---------- Records shown ----------
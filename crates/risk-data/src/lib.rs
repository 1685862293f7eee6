pub mod acquisition;
pub mod fred;
pub mod http;
pub mod normalize;
pub mod store;
pub mod yahoo;

pub use acquisition::Acquirer;
pub use fred::FredSource;
pub use http::with_retry;
pub use normalize::{normalize, week_label};
pub use store::{persist, read_panel};
pub use yahoo::YahooSource;
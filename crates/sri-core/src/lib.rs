pub mod config;
pub mod error;
pub mod traits;
pub mod types;

pub use config::*;
pub use error::*;
pub use traits::*;
pub use types::*;
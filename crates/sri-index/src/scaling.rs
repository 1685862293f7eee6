use nalgebra::DMatrix;
use sri_core::{Column, SriError};
use statrs::statistics::Statistics;

/// Relative tolerance under which a column's spread counts as zero.
const ZERO_SPREAD: f64 = 1e-12;

/// Z-score each column (population standard deviation) into an `n x k` matrix.
///
/// Mean and deviation are fit on exactly the values passed in. Gaps and non-finite
/// values are rejected. A constant column is centred to zeros with unit scale, so it
/// carries no weight; the call fails only when every column is constant.
pub fn standardize(columns: &[Column]) -> Result<DMatrix<f64>, SriError> {
    let rows = columns.first().map(|c| c.values.len()).unwrap_or(0);
    if rows < 2 {
        return Err(SriError::Computation(format!(
            "Standardization needs at least 2 rows, got {}",
            rows
        )));
    }

    let mut matrix = DMatrix::zeros(rows, columns.len());
    let mut flat = Vec::new();
    for (j, column) in columns.iter().enumerate() {
        if column.values.len() != rows {
            return Err(SriError::Computation(format!(
                "Column '{}' has {} rows, expected {}",
                column.name,
                column.values.len(),
                rows
            )));
        }

        let values = column
            .values
            .iter()
            .enumerate()
            .map(|(i, v)| match v {
                Some(x) if x.is_finite() => Ok(*x),
                _ => Err(SriError::Computation(format!(
                    "Column '{}' has a missing or non-finite value at row {}",
                    column.name, i
                ))),
            })
            .collect::<Result<Vec<f64>, _>>()?;

        let mean = values.iter().mean();
        let std_dev = values.iter().population_std_dev();
        if std_dev.is_finite() && std_dev > ZERO_SPREAD * mean.abs().max(1.0) {
            for (i, x) in values.iter().enumerate() {
                matrix[(i, j)] = (x - mean) / std_dev;
            }
        } else {
            // centred constant column stays all zeros
            flat.push(column.name.as_str());
        }
    }

    if flat.len() == columns.len() {
        return Err(SriError::Computation(format!(
            "Every column is constant ({:?}); standardization is undefined",
            flat
        )));
    }
    if !flat.is_empty() {
        tracing::debug!("Constant column(s) {:?} centred to zero", flat);
    }

    Ok(matrix)
}

/// Map `values` linearly so the window minimum lands on `lo` and the maximum on `hi`.
pub fn min_max_scale(values: &[f64], lo: f64, hi: f64) -> Result<Vec<f64>, SriError> {
    if values.iter().any(|v| !v.is_finite()) {
        return Err(SriError::Computation("Cannot rescale non-finite values".to_string()));
    }

    let min = values.iter().copied().fold(f64::INFINITY, f64::min);
    let max = values.iter().copied().fold(f64::NEG_INFINITY, f64::max);
    let range = max - min;
    if !(range > 0.0) {
        return Err(SriError::Computation(format!(
            "Cannot rescale a series with zero range ({} values)",
            values.len()
        )));
    }

    Ok(values
        .iter()
        .map(|v| {
            let scaled = lo + (v - min) / range * (hi - lo);
            scaled.clamp(lo.min(hi), lo.max(hi))
        })
        .collect())
}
----------
- Exercise instructions
Within the data above, the lines from the one with "pub mod traits;" to the one with "scale, so it" must be repeated exactly; no other line belongs in the answer.

- Result of this exercise
pub mod traits;
pub mod types;

pub use config::*;
pub use error::*;
pub use traits::*;
pub use types::*;
filename crates/sri-index/src/scaling.rs
repository 1685862293f7eee6
use nalgebra::DMatrix;
use sri_core::{Column, SriError};
use statrs::statistics::Statistics;

/// Relative tolerance under which a column's spread counts as zero.
const ZERO_SPREAD: f64 = 1e-12;

/// Z-score each column (population standard deviation) into an `n x k` matrix.
///
/// Mean and deviation are fit on exactly the values passed in. Gaps and non-finite
/// values are rejected. A constant column is centred to zeros with unit scale, so it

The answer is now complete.